Enter Mia Warren -- an enigmatic artist and single mother -- who arrives in this idyllic bubble with her teenaged daughter Pearl, and rents a house from the Richardsons. Soon Mia and Pearl become more than tenants: all four Richardson children are drawn to the mother-daughter pair. But Mia carries with her a mysterious past and a disregard for the status quo that threatens to upend this carefully ordered community.

When old family friends of the Richardsons attempt to adopt a Chinese-American baby, a custody battle erupts that dramatically divides the town--and puts Mia and Elena on opposing sides. Suspicious of Mia and her motives, Elena is determined to uncover the secrets in Mia's past. But her obsession will come at unexpected and devastating costs.


3. On the Street Where You Live






Following a nasty divorce and the trauma of being stalked, criminal defense attorney Emily Graham leaves Albany to work in Manhattan.
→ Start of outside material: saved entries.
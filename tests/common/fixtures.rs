//! Reusable test content.

pub const BASIC_CONFIG: &str = r#"[project]
name = "galaxy"
repository = "git@github.com:example/galaxy.git"

[render]
ssm_prefix = "arn:aws:ssm:us-west-2:123456789012:parameter"

[stages.production]
branch = "production"
confirm = true

[stages.staging]
branch = "staging"
"#;

pub const HOSTS_FILE: &str = "\
Instance     Stage        Role         Host                   Name
--------------------------------------------------------------------------------
i-0a1        production   app-worker   app-1.example.com      galaxy-production-app
i-0a2        production   web          web-1.example.com      -
i-0b1        staging      app          stage-1.example.com    galaxy-staging-app
";

pub const TASK_TEMPLATE: &str = r#"{
  "family": "galaxy-__ENVIRONMENT__",
  "cpu": "128",
  "containerDefinitions": [
    {
      "name": "web",
      "image": "__IMAGE__",
      "environment": [{"name": "REVISION", "value": "__GIT_HASH__"}]
    }
  ]
}
"#;

pub const STAGING_ENVIRONMENT: &str = "\
environment:
  FOO: bar
secrets:
  API_KEY: path/to/key
cpu: 256
memory: 512
image: 123.dkr.ecr.us-west-2.amazonaws.com/galaxy
tags:
  team: platform
";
Craving roots, she buys her ancestral home, a Victorian house in the seaside resort town of Spring Lake, New Jersey. Her family sold the house in 1892, after one of Emily's forebears, Madeline Shapley, then a young girl, disappeared.

As the house is renovated and a pool dug, a skeleton is found and identified as Martha Lawrence, a young Spring Lake woman who vanished several years ago. Within her hand is the finger bone of another woman, with a ring -- a Shapley family heirloom -- still on it. Determined to find the connection between the two murders, Emily becomes a threat to a seductive killer...who chooses her as the next victim.


4. All Around the Town




When Laurie Kenyon, a twenty-one-year-old student, is accused of murdering her English professor, she has no memory of the crime. Her fingerprints, however, are everywhere. When she asks her sister, attorney Sarah, to mount her defense, Sarah in turn brings in psychiatrist Justin Donnelly. Kidnapped at the age of four and victimized for two years, Laurie has developed astounding coping skills. Only when the unbearable memories of those lost years are released can the truth of the crime come out—and only then can the final sadistic plan of her abductor, whose obsession is stronger than ever, be revealed.

What's on your reading for the Fall?